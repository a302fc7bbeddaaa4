//! JD-grounded quiz question generation.
//!
//! The oracle proposes questions; filtering, deduplication and two backfill
//! tiers (skill templates, then generic competency templates) guarantee the
//! caller gets exactly `n` distinct, non-empty questions whatever the oracle
//! returns.

use std::collections::HashSet;
use std::sync::Arc;
use std::time::Duration;

use serde_json::Value;
use tracing::{debug, info, warn};

use crate::llm_client::coerce::as_text;
use crate::llm_client::prompts::{fill_prompt, JD_GROUNDING_INSTRUCTION};
use crate::llm_client::{ask, parse_lenient, Oracle};
use crate::matching::EvidenceMatcher;
use crate::models::JobId;
use crate::quiz::prompts::QUESTION_PROMPT;
use crate::skills::{normalize, Skill, SkillExtractor};

/// Shorter oracle questions are treated as noise.
const MIN_QUESTION_CHARS: usize = 15;

/// Normalized phrasings that carry no JD signal.
const BOILERPLATE: &[&str] = &[
    "tell me about yourself",
    "what are your strengths",
    "what are your weaknesses",
    "why do you want this job",
    "why should we hire you",
    "where do you see yourself",
    "describe a project using the core tools from this jd",
];

const GENERIC_AREAS: &[&str] = &[
    "the core technologies in this role",
    "testing and code quality",
    "system design and architecture",
    "debugging production issues",
    "code review and collaboration",
    "deployment and release practices",
];

const GENERIC_TEMPLATES: &[&str] = &[
    "How many years of hands-on experience do you have with {area}? Give one concrete example.",
    "Rate your depth in {area} from 1 to 5 and justify it with a recent project.",
    "What was your exact role the last time you worked on {area}, and what was the outcome?",
];

#[derive(Clone)]
pub struct QuestionGenerator {
    oracle: Arc<dyn Oracle>,
    extractor: SkillExtractor,
    evidence: EvidenceMatcher,
    timeout: Duration,
}

impl QuestionGenerator {
    pub fn new(
        oracle: Arc<dyn Oracle>,
        extractor: SkillExtractor,
        evidence: EvidenceMatcher,
        timeout: Duration,
    ) -> Self {
        Self {
            oracle,
            extractor,
            evidence,
            timeout,
        }
    }

    /// Returns exactly `n` distinct questions for the job.
    ///
    /// `context` is the JD text the oracle grounds on. Skill extraction only
    /// runs when the oracle's questions fall short.
    pub async fn generate(&self, job_id: JobId, context: &str, n: usize) -> Vec<String> {
        if n == 0 {
            return Vec::new();
        }
        let mut pool = QuestionPool::new(n, self.evidence.clone());

        if context.trim().is_empty() {
            warn!(%job_id, "No JD context for question generation; using templates");
        } else {
            let count = n.to_string();
            let prompt = fill_prompt(
                QUESTION_PROMPT,
                &[
                    ("n", count.as_str()),
                    ("grounding", JD_GROUNDING_INSTRUCTION),
                    ("context", context),
                ],
            );
            if let Some(raw) = ask(self.oracle.as_ref(), &prompt, self.timeout).await {
                for question in parse_questions(&raw) {
                    pool.push(&question);
                }
            }
        }

        let from_oracle = pool.len();
        if !pool.is_full() {
            let skills = self.extractor.extract(job_id).await;
            pool.backfill_from_skills(&skills);
        }
        pool.backfill_generic();

        info!(%job_id, n, from_oracle, "Generated quiz questions");
        pool.into_questions()
    }
}

/// Pulls question strings out of oracle output.
///
/// Accepts `[{"q": ..}]`, `[{"question": ..}]`, bare strings, or any of those
/// wrapped under `"questions"`.
pub fn parse_questions(raw: &str) -> Vec<String> {
    let Some(value) = parse_lenient::<Value>(raw) else {
        return Vec::new();
    };
    let items = match value {
        Value::Array(items) => items,
        Value::Object(mut map) => match map.remove("questions") {
            Some(Value::Array(items)) => items,
            _ => return Vec::new(),
        },
        _ => return Vec::new(),
    };

    items
        .iter()
        .filter_map(|item| match item {
            Value::Object(obj) => obj.get("q").or_else(|| obj.get("question")).and_then(as_text),
            other => as_text(other),
        })
        .map(|q| q.trim().to_string())
        .filter(|q| !q.is_empty())
        .collect()
}

/// Too short, still templated, or a known generic phrasing.
pub fn is_boilerplate(question: &str) -> bool {
    let trimmed = question.trim();
    if trimmed.chars().count() < MIN_QUESTION_CHARS {
        return true;
    }
    if trimmed.contains('{') || trimmed.contains('}') {
        return true;
    }
    let key = question_key(trimmed);
    BOILERPLATE.iter().any(|phrase| key.contains(phrase))
}

fn question_key(question: &str) -> String {
    normalize(question)
        .trim_end_matches(|c: char| matches!(c, '?' | '.' | '!') || c.is_whitespace())
        .to_string()
}

fn skill_question(skill: &str) -> String {
    format!(
        "Have you used {skill}? If yes, how many years and at what depth? Name one project where you applied it."
    )
}

/// Fixed-capacity, order-preserving set of distinct questions.
struct QuestionPool {
    target: usize,
    questions: Vec<String>,
    keys: HashSet<String>,
    evidence: EvidenceMatcher,
}

impl QuestionPool {
    fn new(target: usize, evidence: EvidenceMatcher) -> Self {
        Self {
            target,
            questions: Vec::with_capacity(target),
            keys: HashSet::new(),
            evidence,
        }
    }

    fn len(&self) -> usize {
        self.questions.len()
    }

    fn is_full(&self) -> bool {
        self.questions.len() >= self.target
    }

    fn push(&mut self, question: &str) -> bool {
        if self.is_full() || is_boilerplate(question) {
            debug!("Rejected quiz question: {question}");
            return false;
        }
        if !self.keys.insert(question_key(question)) {
            return false;
        }
        self.questions.push(question.trim().to_string());
        true
    }

    /// Word-bounded and alias-aware, so "Java" is not covered by "JavaScript".
    fn mentions(&self, skill: &str) -> bool {
        self.keys
            .iter()
            .any(|key| self.evidence.present_in_normalized(skill, key))
    }

    /// Must-haves first, then by descending importance; stable otherwise.
    fn backfill_from_skills(&mut self, skills: &[Skill]) {
        let mut ordered: Vec<&Skill> = skills.iter().collect();
        ordered.sort_by(|a, b| {
            b.must_have
                .cmp(&a.must_have)
                .then(b.importance.cmp(&a.importance))
        });

        for skill in ordered {
            if self.is_full() {
                break;
            }
            if self.mentions(&skill.name) {
                continue;
            }
            self.push(&skill_question(skill.name.trim()));
        }
    }

    fn backfill_generic(&mut self) {
        for template in GENERIC_TEMPLATES {
            for area in GENERIC_AREAS {
                if self.is_full() {
                    return;
                }
                self.push(&template.replace("{area}", area));
            }
        }

        let base = GENERIC_TEMPLATES[0].replace("{area}", GENERIC_AREAS[0]);
        let mut round = 2;
        while !self.is_full() {
            self.push(&format!("{base} (follow-up {round})"));
            round += 1;
        }
    }

    fn into_questions(self) -> Vec<String> {
        self.questions
    }
}
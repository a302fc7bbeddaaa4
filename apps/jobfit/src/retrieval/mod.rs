//! The narrow interface through which the engine reads JD passages.

use async_trait::async_trait;
use thiserror::Error;
use tracing::{debug, warn};

use crate::models::JobId;
use crate::store::StoreError;

pub mod chunker;
pub mod passages;

pub use passages::PassageRetriever;

#[derive(Debug, Error)]
pub enum RetrievalError {
    #[error("document store unavailable: {0}")]
    Store(#[from] StoreError),

    #[error("retrieval backend error: {0}")]
    Backend(String),
}

/// Returns up to `k` JD passages for a job, most relevant first.
#[async_trait]
pub trait Retriever: Send + Sync {
    async fn retrieve(
        &self,
        job_id: JobId,
        query: &str,
        k: usize,
    ) -> Result<Vec<String>, RetrievalError>;
}

/// Retrieves passages and joins them with blank lines.
///
/// Retrieval errors are logged and produce an empty context, which callers
/// treat as a low-information state rather than a failure.
pub async fn gather_context(
    retriever: &dyn Retriever,
    job_id: JobId,
    query: &str,
    k: usize,
) -> String {
    match retriever.retrieve(job_id, query, k).await {
        Ok(passages) => {
            debug!(%job_id, passages = passages.len(), "Retrieved JD context");
            passages
                .iter()
                .map(|p| p.trim())
                .filter(|p| !p.is_empty())
                .collect::<Vec<_>>()
                .join("\n\n")
        }
        Err(e) => {
            warn!(%job_id, "Retrieval failed, continuing without context: {e}");
            String::new()
        }
    }
}
use tracing_subscriber::{layer::SubscriberExt, util::SubscriberInitExt, EnvFilter};

use crate::config::Config;

/// Installs the global structured-logging subscriber.
///
/// `RUST_LOG` directives win when present; otherwise the crate logs at the
/// configured level. Calling this twice is a no-op for the second call.
pub fn init_tracing(config: &Config) {
    let filter = EnvFilter::try_from_default_env().unwrap_or_else(|_| {
        EnvFilter::new(format!("{}={}", env!("CARGO_PKG_NAME"), &config.rust_log))
    });

    let _ = tracing_subscriber::registry()
        .with(filter)
        .with(tracing_subscriber::fmt::layer())
        .try_init();
}
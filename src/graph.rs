//! Directed control flow graph with typed nodes.
//!
//! Nodes are either *original* nodes carrying a caller-supplied key, or
//! *interval* nodes introduced when a derived graph collapses an interval.
//! The graph stores nodes in insertion order with compact integer handles
//! and keeps adjacency as deduplicated vectors, so every traversal is
//! deterministic for a given build order.

use smallvec::SmallVec;
use std::collections::HashMap;
use std::fmt;
use std::hash::Hash;

/// Identity of a node: the kind together with the key or interval index.
///
/// Two nodes are the same node iff their identities compare equal; a graph
/// holds at most one node per identity.
#[derive(Debug, Clone, PartialEq, Eq, Hash)]
pub enum NodeId<N> {
    /// Node of the caller's control flow graph, keyed by an opaque value.
    Original(N),
    /// Collapsed interval of the previous derivation level.
    Interval(usize),
}

impl<N> NodeId<N> {
    /// The caller-supplied key, if this is an original node.
    pub fn original(&self) -> Option<&N> {
        match self {
            NodeId::Original(value) => Some(value),
            NodeId::Interval(_) => None,
        }
    }
}

impl<N: fmt::Display> fmt::Display for NodeId<N> {
    fn fmt(&self, f: &mut fmt::Formatter<'_>) -> fmt::Result {
        match self {
            NodeId::Original(value) => write!(f, "{value}"),
            NodeId::Interval(idx) => write!(f, "I({idx})"),
        }
    }
}

/// Handle to a node inside one [`Graph`].
///
/// Handles are dense indices in node-insertion order. They are only
/// meaningful for the graph that produced them; use [`Graph::id`] and
/// [`Graph::get`] to move between graphs of a derived sequence.
#[derive(Debug, Clone, Copy, PartialEq, Eq, PartialOrd, Ord, Hash)]
pub struct NodeRef(usize);

impl NodeRef {
    pub(crate) fn new(index: usize) -> Self {
        NodeRef(index)
    }

    /// Position of the node in insertion order.
    pub fn index(&self) -> usize {
        self.0
    }
}

type Adjacency = SmallVec<[usize; 4]>;

/// A rooted directed graph over [`NodeId`] identities.
#[derive(Debug, Clone, Default)]
pub struct Graph<N> {
    nodes: Vec<NodeId<N>>,
    lookup: HashMap<NodeId<N>, usize>,
    succs: Vec<Adjacency>,
    preds: Vec<Adjacency>,
    root: Option<usize>,
}

impl<N: Clone + Eq + Hash> Graph<N> {
    /// Creates an empty graph with no root.
    pub fn new() -> Self {
        Graph {
            nodes: Vec::new(),
            lookup: HashMap::new(),
            succs: Vec::new(),
            preds: Vec::new(),
            root: None,
        }
    }

    fn add_node(&mut self, id: NodeId<N>) -> NodeRef {
        if let Some(&index) = self.lookup.get(&id) {
            return NodeRef(index);
        }
        let index = self.nodes.len();
        self.lookup.insert(id.clone(), index);
        self.nodes.push(id);
        self.succs.push(Adjacency::new());
        self.preds.push(Adjacency::new());
        NodeRef(index)
    }

    /// Adds an original node keyed by `value`, or returns the existing node
    /// with that key.
    pub fn add_original(&mut self, value: N) -> NodeRef {
        self.add_node(NodeId::Original(value))
    }

    /// Adds an interval node with the given index, or returns the existing
    /// node with that index.
    pub fn add_interval(&mut self, index: usize) -> NodeRef {
        self.add_node(NodeId::Interval(index))
    }

    /// Looks up a node by identity.
    pub fn get(&self, id: &NodeId<N>) -> Option<NodeRef> {
        self.lookup.get(id).copied().map(NodeRef)
    }

    /// Looks up an original node by its key.
    pub fn get_original(&self, value: &N) -> Option<NodeRef> {
        // Borrowed lookup would need N: Borrow plumbing; keys are cheap to
        // clone by contract.
        self.get(&NodeId::Original(value.clone()))
    }

    /// The identity of a node.
    pub fn id(&self, node: NodeRef) -> &NodeId<N> {
        &self.nodes[node.0]
    }

    /// Marks `node` as the entry node of the graph.
    pub fn set_root(&mut self, node: NodeRef) {
        self.root = Some(node.0);
    }

    /// The entry node, once set.
    pub fn root(&self) -> Option<NodeRef> {
        self.root.map(NodeRef)
    }

    /// Adds the edge `from -> to`. Parallel edges coalesce; self-loops are
    /// permitted.
    pub fn set_edge(&mut self, from: NodeRef, to: NodeRef) {
        if !self.succs[from.0].contains(&to.0) {
            self.succs[from.0].push(to.0);
            self.preds[to.0].push(from.0);
        }
    }

    /// Number of nodes in the graph.
    pub fn len(&self) -> usize {
        self.nodes.len()
    }

    pub fn is_empty(&self) -> bool {
        self.nodes.is_empty()
    }

    /// All nodes, in insertion order.
    pub fn nodes(&self) -> impl Iterator<Item = NodeRef> + '_ {
        (0..self.nodes.len()).map(NodeRef)
    }

    /// Distinct successors of `node`, in edge-insertion order.
    pub fn successors(&self, node: NodeRef) -> impl Iterator<Item = NodeRef> + '_ {
        self.succs[node.0].iter().map(|&index| NodeRef(index))
    }

    /// Distinct predecessors of `node`, in edge-insertion order.
    pub fn predecessors(&self, node: NodeRef) -> impl Iterator<Item = NodeRef> + '_ {
        self.preds[node.0].iter().map(|&index| NodeRef(index))
    }

    /// Depth-first traversal from the root, visiting each reachable node
    /// exactly once. `pre` runs before a node's successors are explored,
    /// `post` after all of them have been.
    pub fn dfs(&self, mut pre: impl FnMut(NodeRef), mut post: impl FnMut(NodeRef)) {
        let Some(root) = self.root() else { return };
        let mut visited = vec![false; self.nodes.len()];
        let mut stack: Vec<(NodeRef, usize)> = Vec::new();
        visited[root.0] = true;
        pre(root);
        stack.push((root, 0));
        while let Some(frame) = stack.last_mut() {
            let node = frame.0;
            let cursor = frame.1;
            frame.1 += 1;
            if let Some(&next) = self.succs[node.0].get(cursor) {
                if !visited[next] {
                    visited[next] = true;
                    pre(NodeRef(next));
                    stack.push((NodeRef(next), 0));
                }
            } else {
                post(node);
                stack.pop();
            }
        }
    }

    /// Computes the reverse postorder numbering of the reachable nodes.
    ///
    /// The counter starts at the total node count and decrements on each
    /// postorder visit, so in a fully reachable graph the root receives 1
    /// and every edge `a -> b` that is not a back-edge has
    /// `order(a) < order(b)`. Nodes never numbered (unreachable ones, and
    /// every node of a graph the numbering was not computed for) read as 0.
    pub fn init_order(&self) -> RpoOrder<N> {
        let mut order = HashMap::with_capacity(self.len());
        let mut num = self.len();
        self.dfs(
            |_| {},
            |node| {
                order.insert(self.id(node).clone(), num);
                num -= 1;
            },
        );
        RpoOrder { order }
    }
}

impl<N: Clone + Eq + Hash + fmt::Display> fmt::Display for Graph<N> {
    fn fmt(&self, f: &mut fmt::Formatter<'_>) -> fmt::Result {
        for node in self.nodes() {
            write!(f, "{} ->", self.id(node))?;
            for succ in self.successors(node) {
                write!(f, " {}", self.id(succ))?;
            }
            writeln!(f)?;
        }
        Ok(())
    }
}

/// Reverse postorder numbering of one graph, kept outside the graph so the
/// graph itself stays an immutable value during analysis.
#[derive(Debug, Clone)]
pub struct RpoOrder<N> {
    order: HashMap<NodeId<N>, usize>,
}

impl<N: Eq + Hash> RpoOrder<N> {
    /// The reverse postorder number of a node; 0 if it was never numbered.
    pub fn of(&self, id: &NodeId<N>) -> usize {
        self.order.get(id).copied().unwrap_or(0)
    }

    /// Sorts `ids` by ascending reverse postorder number. The sort is
    /// stable, so unnumbered nodes keep their relative order at the front.
    pub fn sort_ascending(&self, ids: &mut [NodeId<N>]) {
        ids.sort_by_key(|id| self.of(id));
    }

    /// Sorts `ids` by descending reverse postorder number.
    pub fn sort_descending(&self, ids: &mut [NodeId<N>]) {
        ids.sort_by_key(|id| std::cmp::Reverse(self.of(id)));
    }
}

Activity: Repeat, word for word, the lines above between the line holding "self.questions.push(question.trim().to_string());" and the line holding "filename apps/jobfit/src/retrieval/mod.rs", inclusive; omit everything else.

Final answer:
        self.questions.push(question.trim().to_string());
        true
    }

    /// Word-bounded and alias-aware, so "Java" is not covered by "JavaScript".
    fn mentions(&self, skill: &str) -> bool {
        self.keys
            .iter()
            .any(|key| self.evidence.present_in_normalized(skill, key))
    }

    /// Must-haves first, then by descending importance; stable otherwise.
    fn backfill_from_skills(&mut self, skills: &[Skill]) {
        let mut ordered: Vec<&Skill> = skills.iter().collect();
        ordered.sort_by(|a, b| {
            b.must_have
                .cmp(&a.must_have)
                .then(b.importance.cmp(&a.importance))
        });

        for skill in ordered {
            if self.is_full() {
                break;
            }
            if self.mentions(&skill.name) {
                continue;
            }
            self.push(&skill_question(skill.name.trim()));
        }
    }

    fn backfill_generic(&mut self) {
        for template in GENERIC_TEMPLATES {
            for area in GENERIC_AREAS {
                if self.is_full() {
                    return;
                }
                self.push(&template.replace("{area}", area));
            }
        }

        let base = GENERIC_TEMPLATES[0].replace("{area}", GENERIC_AREAS[0]);
        let mut round = 2;
        while !self.is_full() {
            self.push(&format!("{base} (follow-up {round})"));
            round += 1;
        }
    }

    fn into_questions(self) -> Vec<String> {
        self.questions
    }
}
repository a302fc7bbeddaaa4
filename apps/jobfit/src/retrieval/mod.rs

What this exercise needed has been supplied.